Li guardo, rimanendo in silenzio, mentre parlano di me come se non ci fossi. Li lascio fare, anche se mi maledico mentalmente per aver parlato di questo. Potevo evitarmelo.
«E ti ricordo che eri in pensiero perché il suo telefono era staccato. Non hai dormito praticamente mai.»
Le parole che mio padre dice alla fine, mi lasciano un po' spiazzata anche se dovevo immaginarlo. Sono stata una stupida e incoerente a pensare solamente di chiederlo. Non dovrei neanche meritarmelo.
«No... papà ha ragione. Non ci vado, finito il discorso.» Mi alzo con il piatto fra le mani, dirigendomi verso la cucina per metterlo nel lavandino. Apro il rubinetto e lascio che, il rumore dello scrosciare dell'acqua, riempa il silenzio che ora regna in casa per colpa mia. Cosa mi è venuto in mente?
Successivamente salgo le scale diretta in camera. Chiudo la porta alle mie spalle e mi butto sul letto a peso morto. Socchiudo le palpebre e mi faccio cullare dai rumori attutiti che provengono dal piano inferiore. Prendo il cellulare per avvisare le ragazze che non verrò, però prima decido di rilasciare un sospiro e di chiudere, per qualche minuto, gli occhi. Gli auricolari nelle orecchie e il suono di un pianoforte che introduce una delle tante canzoni della mia playlist.

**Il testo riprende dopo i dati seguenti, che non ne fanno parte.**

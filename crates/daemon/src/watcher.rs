//! Filesystem watcher feeding the aggregator
//!
//! Raw OS notifications are translated into aggregator observations with
//! local origin. Watch errors are logged and the offending event dropped;
//! the watch itself keeps running regardless of individual failures.

use std::path::{Path, PathBuf};

use notify::event::{ModifyKind, RenameMode};
use notify::{Event, EventKind as NotifyKind, RecommendedWatcher, RecursiveMode, Watcher};
use tracing::{info, warn};

use common::{EventAggregator, EventKind, Origin};

/// Recursive watch over the synchronized folder
///
/// Dropping the watcher stops the watch.
pub struct FolderWatcher {
    root: PathBuf,
    _watcher: RecommendedWatcher,
}

impl FolderWatcher {
    /// Start watching `root` recursively
    pub fn start(root: &Path, aggregator: EventAggregator) -> Result<Self, notify::Error> {
        let mut watcher =
            notify::recommended_watcher(move |res: Result<Event, notify::Error>| match res {
                Ok(event) => route(event, &aggregator),
                Err(e) => {
                    // Best-effort: drop the event, keep watching.
                    warn!("watch error, dropping event: {}", e);
                }
            })?;
        watcher.watch(root, RecursiveMode::Recursive)?;
        info!(root = %root.display(), "watching folder");
        Ok(Self {
            root: root.to_path_buf(),
            _watcher: watcher,
        })
    }

    pub fn root(&self) -> &Path {
        &self.root
    }
}

/// Translate one OS notification into aggregator observations
fn route(event: Event, aggregator: &EventAggregator) {
    // Renames carry both paths in one event.
    if let NotifyKind::Modify(ModifyKind::Name(RenameMode::Both)) = event.kind {
        if let [from, to] = event.paths.as_slice() {
            if !should_ignore(from) {
                aggregator.observe(
                    from.clone(),
                    EventKind::Moved { to: to.clone() },
                    Origin::Local,
                );
            }
            return;
        }
    }

    for path in &event.paths {
        if should_ignore(path) {
            continue;
        }
        let kind = match event.kind {
            NotifyKind::Create(_) => EventKind::Added,
            NotifyKind::Modify(_) => EventKind::Modified,
            NotifyKind::Remove(_) => EventKind::Deleted,
            _ => continue,
        };
        aggregator.observe(path.clone(), kind, Origin::Local);
    }
}

/// Editor droppings and hidden files never become sync actions
fn should_ignore(path: &Path) -> bool {
    let Some(name) = path.file_name().and_then(|n| n.to_str()) else {
        return true;
    };
    name.starts_with('.')
        || name.ends_with('~')
        || name.ends_with(".tmp")
        || name.ends_with(".swp")
        || (name.starts_with('#') && name.ends_with('#'))
}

Percepisco una scossa provenire dal braccio, una mano che mi tocca e il mio volto che piano piano si adatta alla luce proveniente dalla abat-jour sul comodino. Non ho più le cuffiette perché me l'avrà tolte lei, per poi accogliermi col suo classico sorriso.
«Ciao...» Sbadiglio silenziosamente.
«Ciao tesoro» Il tono delicato e la sua mano calda che mi sposta un ciuffo dal viso.
«Qua-quanto ho dormito?» La voce impastata dal sonno, una copertina calda che mi fascia le gambe.
«Un'oretta» Ridacchia, mentre mi guarda con quei suoi occhi dolci e vivaci.
«Sono d'accordo con tuo padre sul fatto di essere prudenti e entrambi vi proteggiamo, ma sei ancora la nostra bambina. L'unica cosa che cambia è il tempo, gli anni che crescono senza che te ne accorgi, purtroppo...» La osservo cercando di capire dove voglia arrivare. Sto per dirle che non importa della festa, non si tratta di vita o di morte e nemmeno di un congresso importante.
«Hai quasi diciotto anni e, anche se sei ancora piccolina per il mondo esterno, so che sei intelligente e bravissima... non ci sarebbe un motivo valido per non mandarti a quella festa, se non per tenerti al sicuro da ciò che ti potrebbe accadere in quella circostanza chiassosa e casinista» Fa un sospiro, vaga con lo sguardo per poi posarsi di nuovo su di me.
«Ci fidiamo di te, ma non di quello che c'è là fuori... ma hai tutto il diritto ad andare a quella festa con le tua amiche... perciò ci andrai, hai capito?» Mi accarezza, vengo cullata dal suo tocco inconfondibile.
«Mamma, per me non ci sono problemi, davvero» Provo a dire, ma mi interrompe.
«Pensa a divertirti, okay? Papà e Benny li porto al cinema!» Esclama e ci mettiamo a ridere, spensierate. Non ho mai preteso niente, se non di dare il meglio per una mia soddisfazione personale e per loro: i genitori che rimarranno gli amici di una vita, i compagni di avventure e gli unici ad averti conosciuto da sempre. Proprio per questo è molto importante mantenere un rapporto, come questo, solido e saldo. I genitori non li puoi trovare da nessuna parte se non dentro di te, al centro del petto.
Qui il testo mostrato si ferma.